Esta tendência, com destaque para o Rio Grande do Sul, tem sido fundamental no Brasil, e busca garantir qualidade através de mínima intervenção no vinhedo e na vinificação.
Mas o que, de fato, diferencia os vinhos naturais e por que estão ganhando popularidade entre os adeptos do consumo consciente?
O que destaca o vinho natural?
Vinhos naturais são produzidos sem o uso de pesticidas ou fertilizantes sintéticos, aproveitando leveduras selvagens na fermentação. Ao contrário dos métodos convencionais, evitam-se aditivos e conservantes artificiais, como os sulfitos.
Esse processo acentua as particularidades de cada colheita, oferecendo um sabor mais autêntico que atrai apreciadores em busca de experiências únicas. A ausência de clarificação e filtragem adicional também contribui para a pureza do produto final.
Distinções: vinho natural, orgânico e biodinâmico
Entender as diferenças entre vinhos naturais, orgânicos e biodinâmicos é essencial para apreciar a diversidade nesse mercado.
Como dito, os vinhos naturais são o ápice da mínima intervenção, evitando filtragens artificiais e promotores químicos, buscando uma expressão genuína das uvas e de seu terroir.

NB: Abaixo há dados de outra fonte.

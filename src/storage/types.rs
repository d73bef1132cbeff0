use sqlx::FromRow;
use thiserror::Error;

// ============================================================================
// Error Types
// ============================================================================

/// Database-specific errors with user-friendly messages
#[derive(Debug, Error)]
pub enum DatabaseError {
    /// Another run holds the database lock
    #[error("The article database is locked, another raindrop2rss run appears to be active.")]
    Locked,

    /// Migration failed
    #[error("Database migration failed: {0}")]
    Migration(String),

    /// Generic database error
    #[error("Database error: {0}")]
    Other(#[from] sqlx::Error),
}

impl DatabaseError {
    /// Check if a sqlx error indicates database locking
    pub(crate) fn from_sqlx(err: sqlx::Error) -> Self {
        let error_string = err.to_string().to_lowercase();

        // SQLITE_BUSY (5): database is locked
        // SQLITE_LOCKED (6): database table is locked
        if error_string.contains("database is locked")
            || error_string.contains("database table is locked")
            || error_string.contains("sqlite_busy")
            || error_string.contains("sqlite_locked")
        {
            return DatabaseError::Locked;
        }

        DatabaseError::Other(err)
    }
}

// ============================================================================
// Data Structures
// ============================================================================

/// A saved link as stored in the `articles` table.
#[derive(Debug, Clone, PartialEq, Eq)]
pub struct Article {
    pub id: i64,
    /// Bookmark creation time, RFC 3339.
    pub date: String,
    pub link: String,
    pub title: String,
    /// User annotation, empty when the bookmark has none.
    pub note: String,
}

/// Raw row: legacy databases may carry NULLs in any text column.
#[derive(Debug, Clone, FromRow)]
pub(crate) struct ArticleDbRow {
    pub id: i64,
    pub date: Option<String>,
    pub article_link: Option<String>,
    pub article_title: Option<String>,
    pub note: Option<String>,
}

impl ArticleDbRow {
    pub(crate) fn into_article(self) -> Article {
        Article {
            id: self.id,
            date: self.date.unwrap_or_default(),
            link: self.article_link.unwrap_or_default(),
            title: self.article_title.unwrap_or_default(),
            note: self.note.unwrap_or_default(),
        }
    }
}

/// What an upsert did to the store.
#[derive(Debug, Clone, Copy, PartialEq, Eq)]
pub enum UpsertOutcome {
    /// The link was new and a row was created.
    Inserted,
    /// The link existed with a different note; date, title and note were replaced.
    Updated,
    /// The link existed with the same note; nothing was written.
    Unchanged,
}

impl UpsertOutcome {
    /// Whether the call mutated state.
    pub fn is_changed(self) -> bool {
        !matches!(self, UpsertOutcome::Unchanged)
    }
}
use futures::StreamExt;
use reqwest::header::CONTENT_TYPE;
use secrecy::{ExposeSecret, SecretString};
use serde::de::DeserializeOwned;
use serde::Serialize;
use std::time::Duration;
use thiserror::Error;
use url::Url;

use super::types::{
    Collection, CollectionId, CollectionRef, ItemResponse, ItemsResponse, NewCollection, Raindrop,
    RaindropUpdate,
};

const REQUEST_TIMEOUT: Duration = Duration::from_secs(30);
const MAX_RESPONSE_SIZE: usize = 10 * 1024 * 1024; // 10MB

/// Page size for bookmark listings (the API maximum).
pub const PER_PAGE: usize = 50;

/// Safety valve for the paging loop.
const MAX_PAGES: u32 = 1000;

#[derive(Debug, Error)]
pub enum RaindropError {
    /// Network-level error (DNS, connection, TLS, timeout)
    #[error("Request failed: {0}")]
    Network(#[from] reqwest::Error),
    /// HTTP response with non-2xx status code
    #[error("HTTP error: status {0}")]
    HttpStatus(u16),
    /// 2xx response whose envelope carries `"result": false`
    #[error("API error: {0}")]
    Api(String),
    #[error("Malformed response: {0}")]
    Decode(#[from] serde_json::Error),
    #[error("Response too large")]
    ResponseTooLarge,
    #[error("Invalid API base URL: {0}")]
    InvalidBaseUrl(#[from] url::ParseError),
}

/// Bearer-authenticated client for the raindrop.io REST API.
pub struct RaindropClient {
    http: reqwest::Client,
    base: Url,
    token: SecretString,
}

impl RaindropClient {
    /// Build a client rooted at `base_url` (e.g. `https://api.raindrop.io/rest/v1/`).
    pub fn new(token: SecretString, base_url: &str) -> Result<Self, RaindropError> {
        // Url::join drops the last path segment unless the base ends in '/'
        let base = if base_url.ends_with('/') {
            Url::parse(base_url)?
        } else {
            Url::parse(&format!("{}/", base_url))?
        };
        let http = reqwest::Client::builder()
            .timeout(REQUEST_TIMEOUT)
            .user_agent(concat!("raindrop2rss/", env!("CARGO_PKG_VERSION")))
            .build()?;
        Ok(Self { http, base, token })
    }

    // ========================================================================
    // Bookmarks
    // ========================================================================

    /// One page of bookmarks from `collection`, zero-based.
    pub async fn list_raindrops(
        &self,
        collection: CollectionRef,
        page: u32,
    ) -> Result<Vec<Raindrop>, RaindropError> {
        let mut url = self.endpoint(&format!("raindrops/{}", collection.id()))?;
        url.query_pairs_mut()
            .append_pair("page", &page.to_string())
            .append_pair("perpage", &PER_PAGE.to_string());

        let response: ItemsResponse<Raindrop> = self.send(self.http.get(url)).await?;
        into_items(response)
    }

    /// Every bookmark in `collection`, following pages until a short page.
    pub async fn search(&self, collection: CollectionRef) -> Result<Vec<Raindrop>, RaindropError> {
        let mut all = Vec::new();
        for page in 0..MAX_PAGES {
            let items = self.list_raindrops(collection, page).await?;
            let count = items.len();
            all.extend(items);
            if count < PER_PAGE {
                tracing::debug!(
                    collection = collection.id(),
                    pages = page + 1,
                    total = all.len(),
                    "Listed bookmarks"
                );
                return Ok(all);
            }
        }
        tracing::warn!(
            collection = collection.id(),
            max_pages = MAX_PAGES,
            "Stopped listing bookmarks at page limit"
        );
        Ok(all)
    }

    /// Move a bookmark to `collection_id` and replace its tags.
    pub async fn update_raindrop(
        &self,
        id: i64,
        collection_id: i64,
        link: &str,
        tags: &[&str],
    ) -> Result<Raindrop, RaindropError> {
        let url = self.endpoint(&format!("raindrop/{}", id))?;
        let body = RaindropUpdate {
            collection: CollectionId { id: collection_id },
            link,
            tags,
        };
        let response: ItemResponse<Raindrop> =
            self.send(json_body(self.http.put(url), &body)?).await?;
        into_item(response)
    }

    // ========================================================================
    // Collections
    // ========================================================================

    /// Root and nested collections.
    pub async fn collections(&self) -> Result<Vec<Collection>, RaindropError> {
        let root: ItemsResponse<Collection> =
            self.send(self.http.get(self.endpoint("collections")?)).await?;
        let mut collections = into_items(root)?;

        let children: ItemsResponse<Collection> = self
            .send(self.http.get(self.endpoint("collections/childrens")?))
            .await?;
        collections.extend(into_items(children)?);
        Ok(collections)
    }

    pub async fn create_collection(&self, title: &str) -> Result<Collection, RaindropError> {
        let url = self.endpoint("collection")?;
        let response: ItemResponse<Collection> = self
            .send(json_body(self.http.post(url), &NewCollection { title })?)
            .await?;
        let collection = into_item(response)?;
        tracing::info!(id = collection.id, title = %collection.title, "Created collection");
        Ok(collection)
    }

    /// The collection titled exactly `title`, created if there is none.
    pub async fn get_or_create_collection(&self, title: &str) -> Result<Collection, RaindropError> {
        if let Some(existing) = self
            .collections()
            .await?
            .into_iter()
            .find(|c| c.title == title)
        {
            return Ok(existing);
        }
        self.create_collection(title).await
    }

    // ========================================================================
    // Transport
    // ========================================================================

    fn endpoint(&self, path: &str) -> Result<Url, RaindropError> {
        Ok(self.base.join(path)?)
    }

    async fn send<T: DeserializeOwned>(
        &self,
        request: reqwest::RequestBuilder,
    ) -> Result<T, RaindropError> {
        let response = request
            .bearer_auth(self.token.expose_secret())
            .send()
            .await?;

        if !response.status().is_success() {
            return Err(RaindropError::HttpStatus(response.status().as_u16()));
        }

        let bytes = read_limited_bytes(response, MAX_RESPONSE_SIZE).await?;
        Ok(serde_json::from_slice(&bytes)?)
    }
}

fn json_body<B: Serialize>(
    request: reqwest::RequestBuilder,
    body: &B,
) -> Result<reqwest::RequestBuilder, RaindropError> {
    Ok(request
        .header(CONTENT_TYPE, "application/json")
        .body(serde_json::to_vec(body)?))
}

fn into_items<T>(response: ItemsResponse<T>) -> Result<Vec<T>, RaindropError> {
    if !response.result {
        return Err(api_error(response.error_message));
    }
    Ok(response.items)
}

fn into_item<T>(response: ItemResponse<T>) -> Result<T, RaindropError> {
    match response.item {
        Some(item) if response.result => Ok(item),
        _ => Err(api_error(response.error_message)),
    }
}

fn api_error(message: Option<String>) -> RaindropError {
    RaindropError::Api(message.unwrap_or_else(|| "request was not successful".to_string()))
}

async fn read_limited_bytes(
    response: reqwest::Response,
    limit: usize,
) -> Result<Vec<u8>, RaindropError> {
    if let Some(len) = response.content_length() {
        if len as usize > limit {
            return Err(RaindropError::ResponseTooLarge);
        }
    }

    let mut bytes = Vec::new();
    let mut stream = response.bytes_stream();

    while let Some(chunk) = stream.next().await {
        let chunk = chunk?;
        if bytes.len().saturating_add(chunk.len()) > limit {
            return Err(RaindropError::ResponseTooLarge);
        }
        bytes.extend_from_slice(&chunk);
    }

    Ok(bytes)
}

#[cfg(test)]
mod tests {
    use super::*;
    use serde_json::json;
    use wiremock::matchers::{body_json, header, method, path, query_param};
    use wiremock::{Mock, MockServer, ResponseTemplate};

    fn client(server: &MockServer) -> RaindropClient {
        RaindropClient::new(SecretString::from("test-token".to_string()), &server.uri()).unwrap()
    }

    fn raindrop_json(id: i64) -> serde_json::Value {
        json!({
            "_id": id,
            "link": format!("https://example.com/{}", id),
            "title": format!("Bookmark {}", id),
            "created": "2024-05-01T08:00:00.000Z",
        })
    }

    #[tokio::test]
    async fn test_list_raindrops_sends_bearer_and_paging() {
        let server = MockServer::start().await;
        Mock::given(method("GET"))
            .and(path("/raindrops/-1"))
            .and(query_param("page", "0"))
            .and(query_param("perpage", "50"))
            .and(header("Authorization", "Bearer test-token"))
            .respond_with(
                ResponseTemplate::new(200)
                    .set_body_json(json!({"result": true, "items": [raindrop_json(1)]})),
            )
            .expect(1)
            .mount(&server)
            .await;

        let items = client(&server)
            .list_raindrops(CollectionRef::Unsorted, 0)
            .await
            .unwrap();
        assert_eq!(items.len(), 1);
        assert_eq!(items[0].title, "Bookmark 1");
    }

    #[tokio::test]
    async fn test_search_follows_pages() {
        let server = MockServer::start().await;
        let full_page: Vec<_> = (0..PER_PAGE as i64).map(raindrop_json).collect();
        Mock::given(method("GET"))
            .and(path("/raindrops/0"))
            .and(query_param("page", "0"))
            .respond_with(
                ResponseTemplate::new(200).set_body_json(json!({"result": true, "items": full_page})),
            )
            .mount(&server)
            .await;
        Mock::given(method("GET"))
            .and(path("/raindrops/0"))
            .and(query_param("page", "1"))
            .respond_with(
                ResponseTemplate::new(200)
                    .set_body_json(json!({"result": true, "items": [raindrop_json(100)]})),
            )
            .mount(&server)
            .await;

        let items = client(&server).search(CollectionRef::All).await.unwrap();
        assert_eq!(items.len(), PER_PAGE + 1);
        assert_eq!(items.last().unwrap().id, 100);
    }

    #[tokio::test]
    async fn test_http_error_status() {
        let server = MockServer::start().await;
        Mock::given(method("GET"))
            .respond_with(ResponseTemplate::new(401))
            .mount(&server)
            .await;

        let err = client(&server)
            .list_raindrops(CollectionRef::Unsorted, 0)
            .await
            .unwrap_err();
        match err {
            RaindropError::HttpStatus(401) => {}
            e => panic!("Expected HttpStatus(401), got {:?}", e),
        }
    }

    #[tokio::test]
    async fn test_result_false_is_api_error() {
        let server = MockServer::start().await;
        Mock::given(method("GET"))
            .respond_with(ResponseTemplate::new(200).set_body_json(
                json!({"result": false, "errorMessage": "Collection not found"}),
            ))
            .mount(&server)
            .await;

        let err = client(&server)
            .list_raindrops(CollectionRef::Id(5), 0)
            .await
            .unwrap_err();
        match err {
            RaindropError::Api(msg) => assert_eq!(msg, "Collection not found"),
            e => panic!("Expected Api error, got {:?}", e),
        }
    }

    #[tokio::test]
    async fn test_malformed_json_is_decode_error() {
        let server = MockServer::start().await;
        Mock::given(method("GET"))
            .respond_with(ResponseTemplate::new(200).set_body_string("<html>"))
            .mount(&server)
            .await;

        let err = client(&server).collections().await.unwrap_err();
        assert!(matches!(err, RaindropError::Decode(_)));
    }

    #[tokio::test]
    async fn test_get_or_create_finds_nested_collection() {
        let server = MockServer::start().await;
        Mock::given(method("GET"))
            .and(path("/collections"))
            .respond_with(ResponseTemplate::new(200).set_body_json(
                json!({"result": true, "items": [{"_id": 1, "title": "Reading"}]}),
            ))
            .mount(&server)
            .await;
        Mock::given(method("GET"))
            .and(path("/collections/childrens"))
            .respond_with(ResponseTemplate::new(200).set_body_json(
                json!({"result": true, "items": [{"_id": 2, "title": "Handled"}]}),
            ))
            .mount(&server)
            .await;
        Mock::given(method("POST"))
            .respond_with(ResponseTemplate::new(500))
            .expect(0)
            .mount(&server)
            .await;

        let collection = client(&server)
            .get_or_create_collection("Handled")
            .await
            .unwrap();
        assert_eq!(collection.id, 2);
    }

    #[tokio::test]
    async fn test_get_or_create_creates_missing_collection() {
        let server = MockServer::start().await;
        Mock::given(method("GET"))
            .respond_with(ResponseTemplate::new(200).set_body_json(json!({"result": true, "items": []})))
            .mount(&server)
            .await;
        Mock::given(method("POST"))
            .and(path("/collection"))
            .and(body_json(json!({"title": "Handled"})))
            .respond_with(ResponseTemplate::new(200).set_body_json(
                json!({"result": true, "item": {"_id": 77, "title": "Handled"}}),
            ))
            .expect(1)
            .mount(&server)
            .await;

        let collection = client(&server)
            .get_or_create_collection("Handled")
            .await
            .unwrap();
        assert_eq!(collection.id, 77);
    }

    #[tokio::test]
    async fn test_update_raindrop_moves_and_tags() {
        let server = MockServer::start().await;
        Mock::given(method("PUT"))
            .and(path("/raindrop/42"))
            .and(body_json(json!({
                "collection": {"$id": 77},
                "link": "https://example.com/42",
                "tags": ["rss"],
            })))
            .respond_with(
                ResponseTemplate::new(200)
                    .set_body_json(json!({"result": true, "item": raindrop_json(42)})),
            )
            .expect(1)
            .mount(&server)
            .await;

        let updated = client(&server)
            .update_raindrop(42, 77, "https://example.com/42", &["rss"])
            .await
            .unwrap();
        assert_eq!(updated.id, 42);
    }

    #[test]
    fn test_invalid_base_url() {
        let result = RaindropClient::new(SecretString::from("t".to_string()), "not a url");
        assert!(matches!(result, Err(RaindropError::InvalidBaseUrl(_))));
    }
}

Vinhos orgânicos são isentos de agrotóxicos, limitando o uso de produtos químicos na vinificação. Vinhos biodinâmicos, por sua vez, seguem práticas agrícolas rígidas, respeitando ciclos naturais como os lunares.
Crescimento e desafios
O sucesso dos vinhos naturais não é uma moda passageira. O setor mostra crescimento constante, refletindo as mudanças nos hábitos de consumo rumo a escolhas mais conscientes e ecológicas.
Mesmo com entraves, como a falta de regulamentação específica no Brasil, o interesse por vinhos naturais só tende a aumentar, com o Rio Grande do Sul despontando nesse cenário, alavancando a indústria do segmento.